The panels have been praised by generations of artists and art historians for their compelling portrayal of scenes from the Old Testament. Created in the mid-15th century and installed in the eastern portal of the Florentine Baptistery, it is said that the Gates of Paradise earned their nickname from Michelangelo, who greatly admired Ghiberti’s craftsmanship and artistic skill. In the 16th century Vasari called them the ‘finest masterpiece ever created, either in ancient or modern times.’
The exhibition will be on view at SAM during the same time as Roman Art from the Louvre (February 21 - May 11, 2008), a monumental exhibition of the Louvre’s Roman masterworks. “What a great opportunity for our community to see in Seattle supreme examples of Roman and Renaissance art. The original panels from Ghiberti’s Gates of Paradise will never travel again,” said Mimi Gates, SAM Director. “The new expansion of SAM makes it possible for us to work with world-class museums and show multiple exhibitions of international significance. This is a once-in-a lifetime opportunity.”
The Gates of Paradise: Lorenzo Ghiberti’s Renaissance Masterpiece was organized by the High Museum of Art in collaboration with the Opera di Santa Maria del Fiore and the Opificio delle Pietre Dure in Florence, Italy.
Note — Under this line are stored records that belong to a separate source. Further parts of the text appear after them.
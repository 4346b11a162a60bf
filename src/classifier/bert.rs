//! BERT-family sequence classifier on candle.
//!
//! The checkpoint layout is the usual `*ForSequenceClassification` one:
//! an encoder under `bert.`, a pooler (`bert.pooler.dense`, tanh) over the
//! `[CLS]` state and a linear `classifier` head.  Class probabilities are the
//! softmax of the head's logits.  A bare encoder checkpoint (no `classifier.*`
//! tensors, e.g. `bert-base-uncased`) still loads, with a zero head.
//!
//! Model files come either from a local directory (when `model_id` is an
//! existing path) or from the Hugging Face hub, cached under the app's
//! models directory.

use std::collections::HashMap;
use std::path::{Path, PathBuf};

use candle_core::{Device, IndexOp, Tensor, D};
use candle_nn::{Linear, Module, VarBuilder};
use candle_transformers::models::bert::{BertModel, Config as BertConfig, DTYPE};
use serde::Deserialize;
use tokenizers::{Tokenizer, TruncationParams};

use crate::config::ClassifierConfig;

use super::{ClassifierError, TextClassifier};

const CONFIG_FILE: &str = "config.json";
const TOKENIZER_FILE: &str = "tokenizer.json";
const SAFETENSORS_FILE: &str = "model.safetensors";
const PYTORCH_FILE: &str = "pytorch_model.bin";

// ---------------------------------------------------------------------------
// ModelFiles
// ---------------------------------------------------------------------------

/// Resolved on-disk locations of a checkpoint.
#[derive(Debug, Clone, PartialEq, Eq)]
pub struct ModelFiles {
    pub config: PathBuf,
    pub tokenizer: PathBuf,
    pub weights: PathBuf,
}

impl ModelFiles {
    /// Files inside a local checkpoint directory.
    ///
    /// `model.safetensors` is preferred over `pytorch_model.bin`.
    pub fn from_dir(dir: &Path) -> Result<Self, ClassifierError> {
        let pick = |name: &str| {
            let path = dir.join(name);
            path.is_file().then_some(path)
        };
        let missing = |name: &str| {
            ClassifierError::Load(format!("{} has no {name}", dir.display()))
        };

        Ok(Self {
            config: pick(CONFIG_FILE).ok_or_else(|| missing(CONFIG_FILE))?,
            tokenizer: pick(TOKENIZER_FILE).ok_or_else(|| missing(TOKENIZER_FILE))?,
            weights: pick(SAFETENSORS_FILE)
                .or_else(|| pick(PYTORCH_FILE))
                .ok_or_else(|| missing(SAFETENSORS_FILE))?,
        })
    }

    /// Download (or reuse from cache) the checkpoint files from the hub.
    pub async fn fetch(config: &ClassifierConfig, cache_dir: &Path) -> Result<Self, ClassifierError> {
        use hf_hub::api::tokio::ApiBuilder;
        use hf_hub::{Repo, RepoType};

        let load_err = |what: &str, e: hf_hub::api::tokio::ApiError| {
            ClassifierError::Load(format!("{what} from {}: {e}", config.model_id))
        };

        let api = ApiBuilder::new()
            .with_cache_dir(cache_dir.to_path_buf())
            .with_token(std::env::var("HF_TOKEN").ok())
            .with_progress(false)
            .build()
            .map_err(|e| ClassifierError::Load(format!("hub client: {e}")))?;
        let repo = api.repo(Repo::with_revision(
            config.model_id.clone(),
            RepoType::Model,
            config.revision.clone(),
        ));

        log::info!("classifier: fetching {}@{}", config.model_id, config.revision);
        let config_path = repo
            .get(CONFIG_FILE)
            .await
            .map_err(|e| load_err(CONFIG_FILE, e))?;
        let tokenizer = repo
            .get(TOKENIZER_FILE)
            .await
            .map_err(|e| load_err(TOKENIZER_FILE, e))?;
        let weights = match repo.get(SAFETENSORS_FILE).await {
            Ok(path) => path,
            Err(_) => repo
                .get(PYTORCH_FILE)
                .await
                .map_err(|e| load_err("model weights", e))?,
        };

        Ok(Self {
            config: config_path,
            tokenizer,
            weights,
        })
    }
}

/// The parts of `config.json` candle's `BertConfig` does not expose.
#[derive(Debug, Deserialize)]
struct HeadConfig {
    hidden_size: usize,
    #[serde(default)]
    num_labels: Option<usize>,
    #[serde(default)]
    id2label: Option<HashMap<String, String>>,
}

impl HeadConfig {
    fn label_count(&self) -> usize {
        self.id2label
            .as_ref()
            .map(HashMap::len)
            .or(self.num_labels)
            .filter(|&n| n > 0)
            .unwrap_or(2)
    }
}

// ---------------------------------------------------------------------------
// BertTextClassifier
// ---------------------------------------------------------------------------

/// Candle BERT encoder plus a sequence-classification head.
pub struct BertTextClassifier {
    model: BertModel,
    pooler: Linear,
    head: Linear,
    tokenizer: Tokenizer,
    device: Device,
    num_labels: usize,
    ai_label: usize,
    naturalness_label: usize,
}

impl std::fmt::Debug for BertTextClassifier {
    fn fmt(&self, f: &mut std::fmt::Formatter<'_>) -> std::fmt::Result {
        f.debug_struct("BertTextClassifier")
            .field("device", &self.device)
            .field("num_labels", &self.num_labels)
            .field("ai_label", &self.ai_label)
            .field("naturalness_label", &self.naturalness_label)
            .finish_non_exhaustive()
    }
}

impl BertTextClassifier {
    /// Resolve the checkpoint named by `config.model_id` and load it.
    pub async fn load(config: &ClassifierConfig, cache_dir: &Path) -> Result<Self, ClassifierError> {
        let local = Path::new(&config.model_id);
        let files = if local.is_dir() {
            ModelFiles::from_dir(local)?
        } else {
            ModelFiles::fetch(config, cache_dir).await?
        };
        let config = config.clone();
        tokio::task::spawn_blocking(move || Self::from_files(&files, &config))
            .await
            .map_err(|e| ClassifierError::Load(format!("loader task failed: {e}")))?
    }

    /// Load from already-resolved files.  Blocking: reads and maps the weights.
    pub fn from_files(files: &ModelFiles, config: &ClassifierConfig) -> Result<Self, ClassifierError> {
        let load = |e: &dyn std::fmt::Display| ClassifierError::Load(e.to_string());

        let device = if config.use_gpu {
            Device::cuda_if_available(0).map_err(|e| load(&e))?
        } else {
            Device::Cpu
        };

        let raw = std::fs::read_to_string(&files.config).map_err(|e| load(&e))?;
        let bert_config: BertConfig = serde_json::from_str(&raw).map_err(|e| load(&e))?;
        let head_config: HeadConfig = serde_json::from_str(&raw).map_err(|e| load(&e))?;
        let num_labels = head_config.label_count();

        for (name, label) in [("ai_label", config.ai_label), ("naturalness_label", config.naturalness_label)] {
            if label >= num_labels {
                return Err(ClassifierError::Load(format!(
                    "{name} = {label} but the checkpoint has {num_labels} labels"
                )));
            }
        }

        let mut tokenizer = Tokenizer::from_file(&files.tokenizer).map_err(|e| load(&e))?;
        tokenizer
            .with_truncation(Some(TruncationParams {
                max_length: config.max_tokens,
                ..Default::default()
            }))
            .map_err(|e| load(&e))?;
        tokenizer.with_padding(None);

        let vb = if files.weights.extension().is_some_and(|ext| ext == "bin") {
            VarBuilder::from_pth(&files.weights, DTYPE, &device).map_err(|e| load(&e))?
        } else {
            // SAFETY: the weights file is not modified while mapped.
            unsafe { VarBuilder::from_mmaped_safetensors(&[&files.weights], DTYPE, &device) }
                .map_err(|e| load(&e))?
        };

        // Encoder tensors are either prefixed with `bert.` or at the root.
        let encoder_vb = if vb.contains_tensor("bert.embeddings.word_embeddings.weight") {
            vb.pp("bert")
        } else {
            vb.clone()
        };
        let model = BertModel::load(encoder_vb.clone(), &bert_config).map_err(|e| load(&e))?;
        let hidden = head_config.hidden_size;
        let pooler = candle_nn::linear(hidden, hidden, encoder_vb.pp("pooler").pp("dense"))
            .map_err(|e| load(&e))?;
        let head = if vb.contains_tensor("classifier.weight") {
            candle_nn::linear(hidden, num_labels, vb.pp("classifier")).map_err(|e| load(&e))?
        } else {
            log::warn!(
                "classifier: {} has no classification head; every label scores 1/{num_labels}",
                config.model_id
            );
            untrained_head(hidden, num_labels, &device).map_err(|e| load(&e))?
        };

        log::info!(
            "classifier: loaded ({num_labels} labels, max {} tokens, {:?})",
            config.max_tokens,
            device
        );
        Ok(Self {
            model,
            pooler,
            head,
            tokenizer,
            device,
            num_labels,
            ai_label: config.ai_label,
            naturalness_label: config.naturalness_label,
        })
    }

    /// Softmax class probabilities for `text`.  One forward pass.
    pub fn probabilities(&self, text: &str) -> Result<Vec<f32>, ClassifierError> {
        let encoding = self
            .tokenizer
            .encode(text, true)
            .map_err(|e| ClassifierError::Tokenize(e.to_string()))?;

        let input_ids = Tensor::new(encoding.get_ids(), &self.device)?.unsqueeze(0)?;
        let type_ids = Tensor::new(encoding.get_type_ids(), &self.device)?.unsqueeze(0)?;
        let mask = Tensor::new(encoding.get_attention_mask(), &self.device)?.unsqueeze(0)?;

        let hidden = self.model.forward(&input_ids, &type_ids, Some(&mask))?;
        let cls = hidden.i((.., 0, ..))?;
        let pooled = self.pooler.forward(&cls)?.tanh()?;
        let logits = self.head.forward(&pooled)?;
        let probs = candle_nn::ops::softmax(&logits, D::Minus1)?;
        Ok(probs.squeeze(0)?.to_vec1::<f32>()?)
    }

    fn label_probability(&self, text: &str, label: usize) -> Result<f32, ClassifierError> {
        let probs = self.probabilities(text)?;
        probs.get(label).copied().ok_or_else(|| {
            ClassifierError::Inference(format!("label {label} out of range ({} classes)", probs.len()))
        })
    }
}

/// A zero-initialised head: uniform probabilities until fine-tuned weights
/// are supplied.
fn untrained_head(hidden: usize, num_labels: usize, device: &Device) -> candle_core::Result<Linear> {
    let weight = Tensor::zeros((num_labels, hidden), DTYPE, device)?;
    let bias = Tensor::zeros(num_labels, DTYPE, device)?;
    Ok(Linear::new(weight, Some(bias)))
}

impl TextClassifier for BertTextClassifier {
    fn ai_probability(&self, text: &str) -> Result<f32, ClassifierError> {
        self.label_probability(text, self.ai_label)
    }

    fn naturalness(&self, text: &str) -> Result<f32, ClassifierError> {
        self.label_probability(text, self.naturalness_label)
    }
}

// ---------------------------------------------------------------------------
// Tests
// ---------------------------------------------------------------------------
The show was curated by Gary M. Radke, Dean’s Professor of the Humanities at Syracuse University and Consulting Curator of Italian Art at the High Museum of Art, Atlanta.
“These brilliantly gilded bronze doors became an icon of Renaissance art and a touchstone of civic and religious life in Florence,” said Chiyo Ishikawa, SAM’s Deputy Director of Art and Curator of European Painting and Sculpture. “Ghiberti’s panels inaugurated a new approach to architectural space and sculptural relief, and exerted a profound and wide-reaching influence on Florentine art for centuries.”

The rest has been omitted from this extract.